Combined with Soo-ho’s three-pitch strikeout, they’d consumed ten pitches against just two batters.
Ten pitches.
Not an absolute mountain of throws, but—
‘For a pitcher like Victor Moretti who dominates hitters through sheer force, and compared to the momentum of striking out the first batter in three pitches, it’s absolutely unsatisfying.’
Everything up to this point had unfolded exactly as I’d predicted.
And now the third batter, Mark, stepped into the Batter’s Box.
As Mark entered the box, he caught a glimpse of Victor Moretti seething with frustration.
My prophecy echoed in his mind.
-If Casey clings to him stubbornly like that, he’ll get frustrated and try to finish things as quickly as possible against you, Mark. The first pitch is crucial. You have to swing with everything and at least make contact.

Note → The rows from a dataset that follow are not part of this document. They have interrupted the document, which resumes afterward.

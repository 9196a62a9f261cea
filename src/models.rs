use rust_decimal::Decimal;
use serde::Serialize;

/// Handle assigned by the store to every appended transaction
pub type TransactionHandle = u64;

/// Sale/refund classification derived from the source reversal flag
#[derive(Debug, Clone, Copy, PartialEq, Eq, Hash)]
pub enum ReversalFlag {
    Sale,
    Refund,
}

impl ReversalFlag {
    /// Map the source flag character: `F` is a sale, `T` is a refund.
    pub fn from_flag(flag: &str) -> Option<Self> {
        match flag {
            "F" => Some(ReversalFlag::Sale),
            "T" => Some(ReversalFlag::Refund),
            _ => None,
        }
    }

    pub fn as_flag(&self) -> &'static str {
        match self {
            ReversalFlag::Sale => "F",
            ReversalFlag::Refund => "T",
        }
    }
}

/// Composite key that ties a refund back to the sale it reverses
#[derive(Debug, Clone, PartialEq, Eq, Hash, PartialOrd, Ord)]
pub struct MatchKey {
    pub product_code: i64,
    pub company_code: i64,
    pub origin_document: String,
}

/// A sale or refund line. Immutable once constructed.
#[derive(Debug, Clone, PartialEq)]
pub struct Transaction {
    product_code: i64,
    company_code: i64,
    flag: ReversalFlag,
    origin_document: String,
    amount: Decimal,
}

impl Transaction {
    pub fn new(
        product_code: i64,
        company_code: i64,
        flag: ReversalFlag,
        origin_document: impl Into<String>,
        amount: Decimal,
    ) -> Self {
        Self {
            product_code,
            company_code,
            flag,
            origin_document: origin_document.into(),
            amount,
        }
    }

    pub fn product_code(&self) -> i64 {
        self.product_code
    }

    pub fn company_code(&self) -> i64 {
        self.company_code
    }

    pub fn flag(&self) -> ReversalFlag {
        self.flag
    }

    pub fn origin_document(&self) -> &str {
        &self.origin_document
    }

    pub fn amount(&self) -> Decimal {
        self.amount
    }

    pub fn is_sale(&self) -> bool {
        self.flag == ReversalFlag::Sale
    }

    pub fn is_refund(&self) -> bool {
        self.flag == ReversalFlag::Refund
    }

    pub fn match_key(&self) -> MatchKey {
        MatchKey {
            product_code: self.product_code,
            company_code: self.company_code,
            origin_document: self.origin_document.clone(),
        }
    }
}

/// One sale and one refund sharing a match key. Derived per query, never stored.
#[derive(Debug, Clone, PartialEq)]
pub struct MatchedPair {
    pub invoice: String,
    pub sale_handle: TransactionHandle,
    pub sale: Transaction,
    pub refund_handle: TransactionHandle,
    pub refund: Transaction,
}

/// JSON shape of a transaction at the HTTP boundary
#[derive(Debug, Clone, Serialize, PartialEq)]
pub struct TransactionView {
    pub product: i64,
    pub company: i64,
    pub is_reversal: bool,
    #[serde(with = "rust_decimal::serde::float")]
    pub value: Decimal,
}

impl From<&Transaction> for TransactionView {
    fn from(tx: &Transaction) -> Self {
        Self {
            product: tx.product_code(),
            company: tx.company_code(),
            is_reversal: tx.is_refund(),
            value: tx.amount(),
        }
    }
}

#[derive(Debug, Clone, Serialize, PartialEq)]
pub struct PairTransactionsView {
    pub sale: TransactionView,
    pub refund: TransactionView,
}

#[derive(Debug, Clone, Serialize, PartialEq)]
pub struct MatchedPairView {
    pub invoice: String,
    pub transaction: PairTransactionsView,
}

impl From<&MatchedPair> for MatchedPairView {
    fn from(pair: &MatchedPair) -> Self {
        Self {
            invoice: pair.invoice.clone(),
            transaction: PairTransactionsView {
                sale: TransactionView::from(&pair.sale),
                refund: TransactionView::from(&pair.refund),
            },
        }
    }
}
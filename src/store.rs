use crate::models::{Transaction, TransactionHandle};
use std::collections::BTreeMap;

/// In-memory store for all loaded transactions
#[derive(Debug, Default)]
pub struct TransactionStore {
    transactions: BTreeMap<TransactionHandle, Transaction>,
    counter: TransactionHandle,
}

impl TransactionStore {
    pub fn new() -> Self {
        Self {
            transactions: BTreeMap::new(),
            counter: 0,
        }
    }

    /// Store a transaction under the next handle. Duplicates are accepted.
    pub fn append(&mut self, tx: Transaction) -> TransactionHandle {
        self.counter += 1;
        self.transactions.insert(self.counter, tx);
        self.counter
    }

    /// Append every transaction in order, returning how many were stored
    pub fn extend<I>(&mut self, transactions: I) -> usize
    where
        I: IntoIterator<Item = Transaction>,
    {
        transactions.into_iter().map(|tx| self.append(tx)).count()
    }

    /// Drop all transactions and reset the handle counter
    pub fn clear(&mut self) {
        self.transactions.clear();
        self.counter = 0;
    }

    /// Clear the store and bulk-insert a fresh set of transactions
    pub fn replace(&mut self, transactions: Vec<Transaction>) -> usize {
        self.clear();
        self.extend(transactions)
    }

    pub fn all(&self) -> Vec<&Transaction> {
        self.transactions.values().collect()
    }

    /// Every stored transaction with its handle, in insertion order
    pub fn entries(&self) -> impl Iterator<Item = (TransactionHandle, &Transaction)> {
        self.transactions.iter().map(|(handle, tx)| (*handle, tx))
    }

    pub fn get(&self, handle: TransactionHandle) -> Option<&Transaction> {
        self.transactions.get(&handle)
    }

    pub fn size(&self) -> usize {
        self.transactions.len()
    }

    pub fn is_empty(&self) -> bool {
        self.transactions.is_empty()
    }
}
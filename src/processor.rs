use crate::error::MatcherError;
use crate::models::{ReversalFlag, Transaction};
use rand::Rng;
use rust_decimal::Decimal;
use std::path::Path;
use tracing::{debug, info, warn};

/// Header token that marks the first line as column names
const HEADER_TOKEN: &str = "cd_produto";

/// Fields required per row: product, company, reversal flag, origin document
const REQUIRED_FIELDS: usize = 4;

/// Bounds of the placeholder amount given to rows without one
const PLACEHOLDER_MIN: i64 = 10;
const PLACEHOLDER_MAX: i64 = 110;

/// Policy that supplies an amount for rows whose CSV line carries none
pub trait ValueGenerator: Send + Sync {
    fn next_value(&self) -> Decimal;
}

/// Uniform random whole amounts in `[10, 110)`. Meant for demos only.
#[derive(Debug, Default, Clone, Copy)]
pub struct RandomValueGenerator;

impl ValueGenerator for RandomValueGenerator {
    fn next_value(&self) -> Decimal {
        Decimal::from(rand::thread_rng().gen_range(PLACEHOLDER_MIN..PLACEHOLDER_MAX))
    }
}

/// Always returns the same amount
#[derive(Debug, Clone, Copy)]
pub struct FixedValueGenerator(pub Decimal);

impl ValueGenerator for FixedValueGenerator {
    fn next_value(&self) -> Decimal {
        self.0
    }
}

/// Parse CSV text into transactions, skipping (and logging) rows that fail validation
pub fn parse_csv(content: &str, values: &dyn ValueGenerator) -> Vec<Transaction> {
    let lines: Vec<&str> = content.trim().lines().collect();

    let start_index = match lines.first() {
        Some(first) if first.to_lowercase().contains(HEADER_TOKEN) => 1,
        _ => 0,
    };

    let mut transactions = Vec::with_capacity(lines.len().saturating_sub(start_index));
    let mut skipped = 0;

    for (index, raw) in lines.iter().enumerate().skip(start_index) {
        let line = raw.trim();
        if line.is_empty() {
            continue;
        }

        match parse_transaction(index + 1, line, values) {
            Ok(transaction) => transactions.push(transaction),
            Err(e) => {
                skipped += 1;
                warn!("Skipping CSV row: {} ({})", e, line);
            }
        }
    }

    debug!("Parsed {} transactions, skipped {} rows", transactions.len(), skipped);

    transactions
}

/// Read a CSV file and parse it. Any read failure is wrapped with the path.
pub async fn load_from_file(path: &Path, values: &dyn ValueGenerator) -> Result<Vec<Transaction>, MatcherError> {
    info!("Loading transactions from: {:?}", path);

    let content = tokio::fs::read_to_string(path)
        .await
        .map_err(|source| MatcherError::FileReadError {
            path: path.to_path_buf(),
            source,
        })?;

    Ok(parse_csv(&content, values))
}

/// Parse a single CSV line into a Transaction
fn parse_transaction(line_number: usize, line: &str, values: &dyn ValueGenerator) -> Result<Transaction, MatcherError> {
    let invalid = |reason: String| MatcherError::RowParseError {
        line: line_number,
        reason,
    };

    let parts: Vec<&str> = line.split(',').map(|s| s.trim()).collect();

    if parts.len() < REQUIRED_FIELDS {
        return Err(invalid(format!(
            "expected at least {} fields, found {}",
            REQUIRED_FIELDS,
            parts.len()
        )));
    }

    let product_code: i64 = parts[0]
        .parse()
        .map_err(|_| invalid(format!("invalid product code '{}'", parts[0])))?;
    let company_code: i64 = parts[1]
        .parse()
        .map_err(|_| invalid(format!("invalid company code '{}'", parts[1])))?;
    let flag = ReversalFlag::from_flag(parts[2])
        .ok_or_else(|| invalid(format!("unrecognized reversal flag '{}'", parts[2])))?;
    let origin_document = parts[3];

    // Optional amount column; anything unusable falls back to the value policy
    let amount = match parts.get(REQUIRED_FIELDS) {
        Some(raw) if !raw.is_empty() => raw.parse::<Decimal>().unwrap_or_else(|_| {
            debug!("Ignoring unparseable amount '{}' on line {}", raw, line_number);
            values.next_value()
        }),
        _ => values.next_value(),
    };

    Ok(Transaction::new(product_code, company_code, flag, origin_document, amount))
}
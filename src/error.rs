use std::path::PathBuf;
use thiserror::Error;

#[derive(Error, Debug)]
pub enum MatcherError {
    #[error("Failed to load CSV from {}: {source}", path.display())]
    FileReadError {
        path: PathBuf,
        #[source]
        source: std::io::Error,
    },

    #[error("Invalid row on line {line}: {reason}")]
    RowParseError { line: usize, reason: String },

    #[error("{0} is required")]
    MissingField(&'static str),

    #[error("Failed to write output: {0}")]
    WriteError(#[from] std::io::Error),

    #[error("CSV error: {0}")]
    CsvError(#[from] csv::Error),
}

impl MatcherError {
    /// Whether the failure was caused by the caller's input rather than the server.
    pub fn is_client_error(&self) -> bool {
        matches!(
            self,
            MatcherError::MissingField(_)
                | MatcherError::FileReadError { .. }
                | MatcherError::RowParseError { .. }
        )
    }
}
use anyhow::Result;
use chrono::Local;
use clap::{Parser, Subcommand};
use std::fs;
use std::net::SocketAddr;
use std::path::PathBuf;
use std::sync::Arc;
use tracing::{error, info};
use tracing_subscriber::{fmt, prelude::*, registry, EnvFilter};

use sales_refund_matcher::processor::RandomValueGenerator;
use sales_refund_matcher::{report, server, SalesRefundApp};

#[derive(Parser, Debug)]
#[command(about = "Matches sales with their refunds and serves the results over HTTP")]
struct Args {
    /// Log directory (defaults to logs/)
    #[arg(long, default_value = "logs", global = true)]
    log_dir: PathBuf,

    #[command(flatten)]
    serve: ServeArgs,

    #[command(subcommand)]
    command: Option<Command>,
}

#[derive(Subcommand, Debug)]
enum Command {
    /// Match a CSV file and print the pairs as CSV
    Report {
        /// Input CSV file with transactions
        #[arg(name = "FILE")]
        input_file: PathBuf,
    },
}

/// Options for the HTTP API, which runs when no subcommand is given
#[derive(clap::Args, Debug)]
struct ServeArgs {
    /// Address to bind
    #[arg(long, default_value = "127.0.0.1")]
    host: std::net::IpAddr,

    /// Port to listen on
    #[arg(long, env = "PORT", default_value_t = 3001)]
    port: u16,

    /// CSV file to load at startup instead of the sample data
    #[arg(long)]
    csv: Option<PathBuf>,
}

#[tokio::main]
async fn main() -> Result<()> {
    let args = Args::parse();

    // Create logs directory if it doesn't exist
    if !args.log_dir.exists() {
        fs::create_dir_all(&args.log_dir)?;
    }

    // Log to a per-run file and to stdout
    let datetime = Local::now().format("%Y%m%d_%H%M%S");
    let log_file = format!("sales_refund_matcher_{}.log", datetime);
    let file_appender = tracing_appender::rolling::never(&args.log_dir, log_file);
    let (non_blocking, _guard) = tracing_appender::non_blocking(file_appender);

    registry()
        .with(fmt::layer().with_writer(non_blocking).with_ansi(false))
        .with(fmt::layer().with_writer(std::io::stderr))
        .with(EnvFilter::from_default_env().add_directive(tracing::Level::INFO.into()))
        .init();

    match args.command {
        Some(Command::Report { input_file }) => {
            report::report_file(&input_file, &RandomValueGenerator).await?;
        }
        None => serve(args.serve).await?,
    }

    Ok(())
}

async fn serve(args: ServeArgs) -> Result<()> {
    let app = Arc::new(SalesRefundApp::with_sample_data());
    if let Some(csv) = &args.csv {
        app.load_from_csv_file(csv).await?;
    }

    let addr = SocketAddr::new(args.host, args.port);
    let listener = tokio::net::TcpListener::bind(addr).await?;
    info!("API listening on http://{}", addr);
    info!("Matched pairs: http://{}/api/sales-refunds", addr);
    info!("Stats: http://{}/api/stats", addr);

    axum::serve(listener, server::router(app))
        .with_graceful_shutdown(shutdown_signal())
        .await?;

    info!("Server shut down");
    Ok(())
}

async fn shutdown_signal() {
    if let Err(e) = tokio::signal::ctrl_c().await {
        error!("Failed to listen for shutdown signal: {}", e);
    }
}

Having chased away the pesky gnat, he’d now try to overpower this bigger opponent and end it fast through sheer force.
I’d turn that psychology against him.
Mark gripped the bat tightly.
‘First pitch.’
The pitcher wound up.
Exactly as I’d anticipated.
A 101-mile fastball laced with fury, bypassing any complex pitch sequencing and planted right down the middle.
Mark swung as if he’d been waiting for this moment, channeling his entire body’s rotational power into the bat.
Whoosh!
Crack!
The ball rocketed backward with a dull, explosive sound.
A foul ball that smashed into the Behind Home Plate netting.
“…!”
Victor Moretti flinched in surprise, his eyes narrowing as he glared at Mark.
A full swing so powerful the bat nearly shattered.
The timing was late, but it had clearly come close to making contact.
Victor’s mind grew complicated.
It seemed he was thinking: Did this bastard know what was coming?
He had intended to simply overpower him, but this massive batter had come in looking for a fastball from the very first pitch.
If it had been a solid hit?
The anxiety that it might have sailed over the fence.
A prospect ready for the Major League in Low-A? It was impossible.
And so Victor had no choice but to abandon his strategy of a quick victory.
A single foul ball had forced the pitcher to revise his approach.
But after that foul, Mark followed Soo-ho’s second instruction.
‘From now on, I don’t swing at all.’
Because that foul just now was the evidence.
He had swung knowing a fastball would come, anticipating it, yet still fouled it off.
In other words, with his current eyes and bat speed, he couldn’t make solid contact with Victor’s pitches.
So there was no probability of winning this at-bat.
Swinging the bat now would result in either a strikeout or a fielder’s choice.
‘Then….’
Mark rested the bat on his shoulder.
The slider Victor threw as bait curved sharply away on the outside.
Mark didn’t budge.
And as a result.
“Strike three!”
Mark struck out.
But Victor’s total pitch count had reached seventeen.
Having devoted far more pitches than expected to retiring the Low-A trio.
His face began to flush red and purple.
It was all unfolding exactly as Soo-ho had planned.
The Major League prospect was slowly sinking deeper into the quagmire.